Penguins and pasta: What I learned from making an app in 4 weeks with AI

See how LogRocket's Galileo AI surfaces the most severe issues for you

No signup required

Check it out

“Dolphin, do a flip!” my 2.5-year-old yells enthusiastically from his seat next to me. Carefully choreographed, a dolphin launches out of the water and over the person sitting on a small boat, like so:

A dolphin leaping out of the water over a person in a small boat during a marine show

As the dolphins perform their show, I’m connected to an SSH session of a virtual machine at home. This computer has OpenCode installed and is quietly puzzling through how to implement a requested feature.
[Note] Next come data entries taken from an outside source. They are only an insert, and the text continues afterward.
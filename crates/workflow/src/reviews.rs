//! Product reviews.

use chrono::Utc;
use common::{ProductId, UserId};
use domain::{NewReview, Review, Role};
use store::MarketStore;

use crate::access::load_with_role;
use crate::error::{Result, WorkflowError};

pub struct ReviewService<S: MarketStore> {
    store: S,
}

impl<S: MarketStore> ReviewService<S> {
    pub fn new(store: S) -> Self {
        Self { store }
    }

    #[tracing::instrument(skip(self, input))]
    pub async fn create_review(
        &self,
        actor_id: UserId,
        product_id: ProductId,
        input: NewReview,
    ) -> Result<Review> {
        let buyer = load_with_role(&self.store, actor_id, Role::Buyer, "review products").await?;
        if self.store.get_product(product_id).await?.is_none() {
            return Err(WorkflowError::not_found("product", product_id));
        }
        let review = input.into_review(product_id, buyer.id, Utc::now())?;
        self.store.insert_review(&review).await?;
        Ok(review)
    }

    /// Reviews of a product, newest first.
    pub async fn list_reviews(&self, product_id: ProductId) -> Result<Vec<Review>> {
        if self.store.get_product(product_id).await?.is_none() {
            return Err(WorkflowError::not_found("product", product_id));
        }
        Ok(self.store.list_reviews(product_id).await?)
    }
}
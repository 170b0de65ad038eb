use serde::{Deserialize, Serialize};

/// Face-mesh index of the nose tip.
pub const NOSE_TIP: usize = 1;
/// Face-mesh indices of the outer cheek points.
pub const LEFT_CHEEK: usize = 234;
pub const RIGHT_CHEEK: usize = 454;
/// Multiplier from normalized nose offset to yaw radians.
pub const YAW_SCALE: f32 = 5.0;
/// Below this absolute yaw the head counts as facing the screen.
pub const ALIGNED_YAW: f32 = 0.2;

pub const HAND_LANDMARK_COUNT: usize = 21;
pub const THUMB_TIP: usize = 4;
pub const INDEX_TIP: usize = 8;

/// Half-extent of the scene cube normalized coordinates are stretched over.
pub const SCENE_SCALE: f32 = 10.0;

/// A landmark in normalized image coordinates (x, y in `[0, 1]`, z relative depth).
#[derive(Debug, Clone, Copy, PartialEq, Default, Serialize, Deserialize)]
pub struct Landmark {
    pub x: f32,
    pub y: f32,
    pub z: f32,
}

impl Landmark {
    pub const fn new(x: f32, y: f32, z: f32) -> Self {
        Self { x, y, z }
    }

    /// Planar distance, ignoring depth.
    pub fn distance_2d(&self, other: &Landmark) -> f32 {
        (self.x - other.x).hypot(self.y - other.y)
    }

    /// Position in scene space: mirrored horizontally, y up, depth toward the camera.
    pub fn to_scene(&self) -> Vec3 {
        Vec3 {
            x: (0.5 - self.x) * SCENE_SCALE,
            y: (0.5 - self.y) * SCENE_SCALE,
            z: -self.z * SCENE_SCALE,
        }
    }
}

#[derive(Debug, Clone, Copy, PartialEq, Default, Serialize, Deserialize)]
pub struct Vec3 {
    pub x: f32,
    pub y: f32,
    pub z: f32,
}

/// Rough head orientation. Only yaw is estimated.
#[derive(Debug, Clone, Copy, PartialEq, Default, Serialize, Deserialize)]
pub struct HeadPose {
    pub rotation: Vec3,
    pub translation: Vec3,
}

impl HeadPose {
    /// Yaw from the nose tip's horizontal offset to the midpoint of the cheeks.
    /// `None` when the mesh is too short to hold the reference points.
    pub fn estimate(face: &[Landmark]) -> Option<HeadPose> {
        let nose = face.get(NOSE_TIP)?;
        let left = face.get(LEFT_CHEEK)?;
        let right = face.get(RIGHT_CHEEK)?;

        let mid_x = (left.x + right.x) / 2.0;
        let yaw = (nose.x - mid_x) * YAW_SCALE;

        Some(HeadPose {
            rotation: Vec3 {
                x: 0.0,
                y: yaw,
                z: 0.0,
            },
            translation: Vec3::default(),
        })
    }

    pub fn yaw(&self) -> f32 {
        self.rotation.y
    }

    pub fn is_aligned(&self) -> bool {
        self.yaw().abs() < ALIGNED_YAW
    }
}
pub mod grid;
pub mod machine;
pub mod runner;

pub use machine::{
    CalibrationDirective, CalibrationMachine, CalibrationSample, CalibrationState, PinchEdge,
};
pub use runner::{
    CalibrationError, CalibrationInputs, CalibrationRunner, PinchOutcome, SETTLE_DELAY,
};
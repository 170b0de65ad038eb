pub mod calibration;
pub mod config;
pub mod error;
pub mod gateway;
pub mod modes;
pub mod rooms;
pub mod routes;
pub mod session;
pub mod snowflake;
pub mod state;
pub mod tracking;
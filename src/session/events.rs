use crate::gateway::events::Role;

use super::transport::MediaStream;

/// Everything a session client observes, fanned out to every subscriber.
#[derive(Debug, Clone, PartialEq)]
pub enum SessionEvent {
    RoomCreated(String),
    RoomJoined(String),
    ClientConnected,
    PeerIdReceived { peer_id: String, from: Role },
    DataChannelOpen { remote_peer_id: String },
    /// A remote media stream arrived on an answered call (target only).
    Stream(MediaStream),
    Signal(serde_json::Value),
    PeerLeft(Role),
    Error(String),
    /// The control channel closed.
    Disconnected,
}
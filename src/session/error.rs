use std::fmt;

use crate::gateway::events::{error_message, Role};

#[derive(Debug, Clone, PartialEq, Eq)]
pub enum SessionError {
    /// `join_room` with a code the registry does not know.
    RoomNotFound,
    /// `join_room` on a room that already has its client.
    RoomFull,
    /// Camera or microphone permission refused. Not retried.
    MediaAccessDenied(String),
    /// The peer transport could not reach the remote endpoint.
    PeerConnectFailure(String),
    /// An action that needs a room code was issued before one was known.
    NoRoom,
    RoleAlreadyAssigned,
    /// A role-scoped action was issued by the other role.
    WrongRole { required: Role },
    IdentityAlreadySent,
    /// The control channel to the registry is unreachable or closed.
    ControlChannel(String),
    /// Any other `error` reply from the registry.
    Rejected(String),
}

impl SessionError {
    /// Map the text of a registry `error` reply to a typed error.
    pub fn from_wire(message: &str) -> Self {
        match message {
            error_message::INVALID_CODE => SessionError::RoomNotFound,
            error_message::ROOM_FULL => SessionError::RoomFull,
            error_message::ROLE_ASSIGNED => SessionError::RoleAlreadyAssigned,
            other => SessionError::Rejected(other.to_string()),
        }
    }
}

impl fmt::Display for SessionError {
    fn fmt(&self, f: &mut fmt::Formatter<'_>) -> fmt::Result {
        match self {
            SessionError::RoomNotFound => write!(f, "room not found"),
            SessionError::RoomFull => write!(f, "room is full"),
            SessionError::MediaAccessDenied(e) => write!(f, "media access denied: {e}"),
            SessionError::PeerConnectFailure(e) => write!(f, "peer connection failed: {e}"),
            SessionError::NoRoom => write!(f, "no room code known yet"),
            SessionError::RoleAlreadyAssigned => write!(f, "session role already assigned"),
            SessionError::WrongRole { required } => write!(f, "only the {required} may do this"),
            SessionError::IdentityAlreadySent => write!(f, "peer identifier already sent"),
            SessionError::ControlChannel(e) => write!(f, "control channel error: {e}"),
            SessionError::Rejected(msg) => write!(f, "registry rejected request: {msg}"),
        }
    }
}

impl std::error::Error for SessionError {}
An orchestrator agent takes my simple requests and delegates them out to specialized agents with specific roles. Each request tries to implement my requested feature, and after it’s done, commit the changes to Git, and push them to GitHub. Another virtual machine on the same computer sees that the repository has changed, clones the repository, builds the app, and sends it to Firebase App Testing. Simultaneously, Dokploy rebuilds the Docker containers for the app and runs the database migrations to upgrade the schema if required.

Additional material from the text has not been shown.